Supplied records:
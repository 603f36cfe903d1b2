//! Catalog routes.

use axum::Router;
use axum::extract::{DefaultBodyLimit, State};
use axum::response::IntoResponse;
use axum::routing::{get, post, put};
use serde::Deserialize;
use shopfront_commerce::ProductDraft;
use shopfront_core::models::product::{Category, ProductFilter, UpdateProduct};
use uuid::Uuid;

use crate::error::ApiError;
use crate::extract::{AdminUser, ApiPath, ApiQuery, PageQuery};
use crate::response::{Envelope, Page};
use crate::state::AppState;
use crate::upload::{self, ApiMultipart, MAX_FILES, MultipartForm, UPLOAD_BODY_LIMIT};

const IMAGE_FIELD: &str = "productImages";
const IMAGE_FOLDER: &str = "product_images";

pub fn router() -> Router<AppState> {
    Router::new()
        .route("/get-all", get(list_products))
        .route("/{id}", get(get_product))
        .route(
            "/admin/create",
            post(create_product).layer(DefaultBodyLimit::max(UPLOAD_BODY_LIMIT)),
        )
        .route("/admin/getAll", get(admin_list_products))
        .route(
            "/admin/product/{product_id}",
            put(update_product)
                .layer(DefaultBodyLimit::max(UPLOAD_BODY_LIMIT))
                .delete(delete_product),
        )
}

#[derive(Debug, Default, Deserialize)]
struct CatalogQuery {
    page: Option<u64>,
    limit: Option<u64>,
    keyword: Option<String>,
    category: Option<String>,
    min: Option<String>,
    max: Option<String>,
}

fn price_bound(raw: Option<&str>, name: &str) -> Result<Option<f64>, ApiError> {
    match raw.map(str::trim).filter(|v| !v.is_empty()) {
        None => Ok(None),
        Some(v) => v
            .parse::<f64>()
            .ok()
            .filter(|n| n.is_finite())
            .map(Some)
            .ok_or_else(|| ApiError::bad_request(format!("{name} must be a number"))),
    }
}

impl CatalogQuery {
    fn filter(&self) -> Result<ProductFilter, ApiError> {
        let category = match self.category.as_deref().map(str::trim).filter(|c| !c.is_empty()) {
            Some(c) => Some(c.parse::<Category>().map_err(ApiError::bad_request)?),
            None => None,
        };
        Ok(ProductFilter {
            keyword: self
                .keyword
                .as_deref()
                .map(str::trim)
                .filter(|k| !k.is_empty())
                .map(str::to_string),
            category,
            min_price: price_bound(self.min.as_deref(), "min")?,
            max_price: price_bound(self.max.as_deref(), "max")?,
        })
    }
}

fn parse_field<T: std::str::FromStr>(
    form: &MultipartForm,
    name: &str,
    message: &str,
) -> Result<Option<T>, ApiError> {
    match form.text(name) {
        None => Ok(None),
        Some(raw) => raw
            .parse()
            .map(Some)
            .map_err(|_| ApiError::bad_request(message)),
    }
}

fn parse_category(form: &MultipartForm) -> Result<Option<Category>, ApiError> {
    form.text("category")
        .map(|c| c.parse::<Category>().map_err(ApiError::bad_request))
        .transpose()
}

async fn list_products(
    State(state): State<AppState>,
    ApiQuery(query): ApiQuery<CatalogQuery>,
) -> Result<impl IntoResponse, ApiError> {
    let filter = query.filter()?;
    let pagination = PageQuery {
        page: query.page,
        limit: query.limit,
    }
    .default_pagination();

    let result = state.catalog.list_products(filter, pagination).await?;
    let message = if result.items.is_empty() {
        "No products found"
    } else {
        "Products fetched successfully"
    };
    Ok(Envelope::ok(Page::from(result), message))
}

async fn get_product(
    State(state): State<AppState>,
    ApiPath(id): ApiPath<Uuid>,
) -> Result<impl IntoResponse, ApiError> {
    let product = state.catalog.get_product(id).await?;
    Ok(Envelope::ok(product, "Product fetched successfully"))
}

async fn create_product(
    State(state): State<AppState>,
    AdminUser(admin): AdminUser,
    multipart: ApiMultipart,
) -> Result<impl IntoResponse, ApiError> {
    let mut form = MultipartForm::read(multipart, IMAGE_FIELD, MAX_FILES).await?;
    if form.is_empty() {
        return Err(ApiError::bad_request("Product data is required"));
    }

    let category = parse_category(&form)?
        .ok_or_else(|| ApiError::bad_request("Please select a product category"))?;
    let price = parse_field::<f64>(&form, "price", "Price must be a number")?
        .ok_or_else(|| ApiError::bad_request("Please enter product price"))?;
    let stock = parse_field::<u32>(&form, "stock", "Stock must be a whole number")?.unwrap_or(1);

    let files = std::mem::take(&mut form.files);
    let images = upload::store_all(state.media.as_ref(), IMAGE_FOLDER, files).await?;
    let draft = ProductDraft {
        name: form.text("name").unwrap_or_default(),
        description: form.text("description").unwrap_or_default(),
        brand: form.text("brand"),
        price,
        category,
        tags: form.list("tags"),
        stock,
        images: images.clone(),
    };

    match state.catalog.create_product(admin.id, draft).await {
        Ok(product) => Ok(Envelope::created(product, "Product created successfully")),
        Err(e) => {
            upload::discard(state.media.as_ref(), &images).await;
            Err(e.into())
        }
    }
}

async fn admin_list_products(
    State(state): State<AppState>,
    _admin: AdminUser,
    ApiQuery(query): ApiQuery<PageQuery>,
) -> Result<impl IntoResponse, ApiError> {
    let result = state
        .catalog
        .admin_list_products(query.pagination(20))
        .await?;
    let message = if result.items.is_empty() {
        "Products not found, please add products first"
    } else {
        "All products fetched successfully"
    };
    Ok(Envelope::ok(Page::from(result), message))
}

async fn update_product(
    State(state): State<AppState>,
    _admin: AdminUser,
    ApiPath(product_id): ApiPath<Uuid>,
    multipart: ApiMultipart,
) -> Result<impl IntoResponse, ApiError> {
    let mut form = MultipartForm::read(multipart, IMAGE_FIELD, MAX_FILES).await?;

    let mut update = UpdateProduct {
        name: form.text("name"),
        description: form.text("description"),
        price: parse_field(&form, "price", "Price must be a number")?,
        category: parse_category(&form)?,
        stock: parse_field(&form, "stock", "Stock must be a whole number")?,
        images: None,
    };
    if update.is_empty() && form.files.is_empty() {
        return Err(ApiError::bad_request("No data provided to update"));
    }
    // Make sure the product exists before writing any media.
    state.catalog.get_product(product_id).await?;

    let files = std::mem::take(&mut form.files);
    let uploaded = upload::store_all(state.media.as_ref(), IMAGE_FOLDER, files).await?;
    if !uploaded.is_empty() {
        update.images = Some(uploaded.clone());
    }

    match state.catalog.update_product(product_id, update).await {
        Ok((product, replaced)) => {
            upload::discard(state.media.as_ref(), &replaced).await;
            Ok(Envelope::ok(product, "Product updated successfully"))
        }
        Err(e) => {
            upload::discard(state.media.as_ref(), &uploaded).await;
            Err(e.into())
        }
    }
}

async fn delete_product(
    State(state): State<AppState>,
    _admin: AdminUser,
    ApiPath(product_id): ApiPath<Uuid>,
) -> Result<impl IntoResponse, ApiError> {
    let product = state.catalog.delete_product(product_id).await?;
    upload::discard(state.media.as_ref(), &product.images).await;
    Ok(Envelope::ok(product, "Product deleted successfully"))
}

Exercise details: Begin at the top of the listing above and set down each line exactly. Stop after the line that contains "const IMAGE_FOLDER: &str".

Answer for the task:
repository 603f36cfe903d1b2
//! Catalog routes.

use axum::Router;
use axum::extract::{DefaultBodyLimit, State};
use axum::response::IntoResponse;
use axum::routing::{get, post, put};
use serde::Deserialize;
use shopfront_commerce::ProductDraft;
use shopfront_core::models::product::{Category, ProductFilter, UpdateProduct};
use uuid::Uuid;

use crate::error::ApiError;
use crate::extract::{AdminUser, ApiPath, ApiQuery, PageQuery};
use crate::response::{Envelope, Page};
use crate::state::AppState;
use crate::upload::{self, ApiMultipart, MAX_FILES, MultipartForm, UPLOAD_BODY_LIMIT};

const IMAGE_FIELD: &str = "productImages";
const IMAGE_FOLDER: &str = "product_images";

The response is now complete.